The input:
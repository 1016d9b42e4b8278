//! TOML scenario files.
//!
//! ```toml
//! [retry]
//! max_attempts = 3
//! base_delay_ms = 50
//!
//! [[steps]]
//! service = "payments"
//! operation = "charge"
//! payload = { amount = 120 }
//! fail_first = 1
//! ```

use std::fs;
use std::path::Path;
use std::time::Duration;

use saga_core::RetryPolicy;
use serde::Deserialize;

use crate::error::{CliError, Result};

#[derive(Debug, Deserialize)]
#[serde(deny_unknown_fields)]
pub(crate) struct Scenario {
    #[serde(default)]
    pub(crate) retry: PolicyConfig,
    #[serde(default)]
    pub(crate) compensation: PolicyConfig,
    #[serde(default)]
    pub(crate) steps: Vec<StepConfig>,
}

impl Scenario {
    pub(crate) fn load(path: &Path) -> Result<Self> {
        let content = fs::read_to_string(path).map_err(|source| CliError::Read {
            path: path.to_path_buf(),
            source,
        })?;
        let scenario: Self = toml::from_str(&content).map_err(|source| CliError::Parse {
            path: path.to_path_buf(),
            source,
        })?;
        scenario.validate()?;
        Ok(scenario)
    }

    fn validate(&self) -> Result<()> {
        self.retry.to_policy("retry")?;
        self.compensation.to_policy("compensation")?;
        for (index, step) in self.steps.iter().enumerate() {
            step.validate()
                .map_err(|reason| CliError::InvalidStep { index, reason })?;
        }
        Ok(())
    }
}

/// Retry settings of one `[retry]` or `[compensation]` table.
#[derive(Debug, Clone, Copy, PartialEq, Eq, Deserialize)]
#[serde(deny_unknown_fields)]
pub(crate) struct PolicyConfig {
    #[serde(default = "default_max_attempts")]
    pub(crate) max_attempts: u32,
    #[serde(default = "default_base_delay_ms")]
    pub(crate) base_delay_ms: u64,
    #[serde(default)]
    pub(crate) deadline_ms: Option<u64>,
}

fn default_max_attempts() -> u32 {
    RetryPolicy::DEFAULT_MAX_ATTEMPTS
}

fn default_base_delay_ms() -> u64 {
    u64::try_from(RetryPolicy::DEFAULT_BASE_DELAY.as_millis()).unwrap_or(u64::MAX)
}

impl Default for PolicyConfig {
    fn default() -> Self {
        Self {
            max_attempts: default_max_attempts(),
            base_delay_ms: default_base_delay_ms(),
            deadline_ms: None,
        }
    }
}

impl PolicyConfig {
    /// Replace the attempt budget and base delay where a value is given.
    #[must_use]
    pub(crate) fn with_overrides(
        mut self,
        max_attempts: Option<u32>,
        base_delay_ms: Option<u64>,
    ) -> Self {
        if let Some(max_attempts) = max_attempts {
            self.max_attempts = max_attempts;
        }
        if let Some(base_delay_ms) = base_delay_ms {
            self.base_delay_ms = base_delay_ms;
        }
        self
    }

    pub(crate) fn to_policy(self, table: &'static str) -> Result<RetryPolicy> {
        let policy = RetryPolicy::new(self.max_attempts, Duration::from_millis(self.base_delay_ms))
            .map_err(|source| CliError::Policy { table, source })?;
        Ok(match self.deadline_ms {
            Some(deadline_ms) => policy.with_deadline(Duration::from_millis(deadline_ms)),
            None => policy,
        })
    }
}

/// Failure behaviour scripted for a simulated call.
#[derive(Debug, Clone, Copy, PartialEq, Eq, Default)]
pub(crate) struct FailureScript {
    pub(crate) fail_first: u32,
    pub(crate) always_fail: bool,
}

impl FailureScript {
    /// Whether the 1-based `attempt` fails.
    #[must_use]
    pub(crate) fn fails(self, attempt: u32) -> bool {
        self.always_fail || attempt <= self.fail_first
    }
}

#[derive(Debug, Clone, Deserialize)]
#[serde(deny_unknown_fields)]
pub(crate) struct StepConfig {
    pub(crate) service: String,
    pub(crate) operation: String,
    #[serde(default = "empty_payload")]
    pub(crate) payload: toml::Value,
    #[serde(default)]
    pub(crate) fail_first: u32,
    #[serde(default)]
    pub(crate) always_fail: bool,
    #[serde(default)]
    pub(crate) compensation_fail_first: u32,
    #[serde(default)]
    pub(crate) compensation_always_fail: bool,
    /// The step has nothing to undo.
    #[serde(default)]
    pub(crate) read_only: bool,
    /// Overrides the default compensation description.
    #[serde(default)]
    pub(crate) compensation: Option<String>,
}

fn empty_payload() -> toml::Value {
    toml::Value::Table(toml::Table::new())
}

impl StepConfig {
    #[must_use]
    pub(crate) fn forward_script(&self) -> FailureScript {
        FailureScript {
            fail_first: self.fail_first,
            always_fail: self.always_fail,
        }
    }

    #[must_use]
    pub(crate) fn compensation_script(&self) -> FailureScript {
        FailureScript {
            fail_first: self.compensation_fail_first,
            always_fail: self.compensation_always_fail,
        }
    }

    fn validate(&self) -> std::result::Result<(), String> {
        if self.service.trim().is_empty() {
            return Err("service must not be empty".to_string());
        }
        if self.operation.trim().is_empty() {
            return Err("operation must not be empty".to_string());
        }
        if self.read_only
            && (self.compensation.is_some() || self.compensation_script() != FailureScript::default())
        {
            return Err(format!(
                "'{}.{}' is read-only and cannot configure a compensation",
                self.service, self.operation
            ));
        }
        Ok(())
    }
}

What this task involves:
Using the records above, report each line with the string "Copy".

Exercise solution:
#[derive(Debug, Clone, Copy, PartialEq, Eq, Deserialize)]
#[derive(Debug, Clone, Copy, PartialEq, Eq, Default)]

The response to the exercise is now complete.